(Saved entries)
=-=-=

impl FailColumn {
    fn empty() -> Self {
        Self {
            height: Vec::new(),
            w: Vec::new(),
            u: Vec::new(),
            c: Vec::new(),
            phi: Vec::new(),
            fos: vec![FOS_NOT_VALID; MAX_FAILURE_LENGTH],
            failure_line: NO_FAIL_SURFACE,
            sampled_top: f64::NEG_INFINITY,
            need_update: true,
        }
    }

    pub fn len(&self) -> usize {
        self.height.len()
    }

    pub fn is_empty(&self) -> bool {
        self.height.is_empty()
    }

    /// Resample this fail-column from a cube column, keeping its
    /// allocations. `line` is the local failure-line elevation.
    pub fn reinit(
        &mut self,
        column: &sedimar_core::Column,
        line: f64,
        sediment: &Sediment,
        consts: &FailureConstants,
    ) {
        self.height.clear();
        self.w.clear();
        self.u.clear();
        self.c.clear();
        self.phi.clear();
        self.fos.fill(FOS_NOT_VALID);
        self.failure_line = line;
        self.sampled_top = column.top_height();
        self.need_update = true;

        if line >= NO_FAIL_SURFACE || column.is_empty() {
            return;
        }

        let n_bins = column.cells_above(line);
        if n_bins == 0 {
            return;
        }
        let i_bot = column.len() - n_bins;
        let hydrostatic = column.water_pressure();
        let top_height = column.top_height();

        for k in 0..n_bins {
            let idx = i_bot + k;
            let mut height = column.cell_bottom(idx);
            // a cell cut by the failure plane is sampled at the plane
            if height < line {
                height = line;
            }
            let depth = top_height - height;

            let w = (column.top_density(depth, sediment) - consts.density_sea_water)
                * consts.gravity
                * depth;

            let (c, phi, u) = match consts.pore_pressure_mode {
                PorePressureMode::Local => {
                    let cell = column.nth_cell(idx);
                    let c = cell.map_or(consts.cohesion, |cell| cell.cohesion(sediment));
                    let phi = cell
                        .map_or(consts.friction_angle, |cell| {
                            cell.friction_angle(sediment).to_radians()
                        });
                    let u = cell.map_or(0.0, |cell| cell.excess_pressure(hydrostatic));
                    (c, phi, u)
                }
                PorePressureMode::Global => {
                    let m = sangrey_m(column, depth, consts.consolidation);
                    (consts.cohesion, consts.friction_angle, w / m)
                }
            };

            self.height.push(height);
            self.w.push(w);
            self.u.push(u);
            self.c.push(c);
            self.phi.push(phi);
        }
    }
}

/// Scan state over a 1-D profile
#[derive(Debug)]
pub struct FailProfile {
    columns: Vec<FailColumn>,
    pub consts: FailureConstants,
    pub fs_min_val: f64,
    pub fs_min_start: isize,
    pub fs_min_len: isize,
    /// Columns resampled in the last update
    pub dirty_count: usize,
}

=-=-=

» **Problem**:
Among the entries above, how many lines include the word "isize"? Give the number with no comment.

» **Task answer**:
2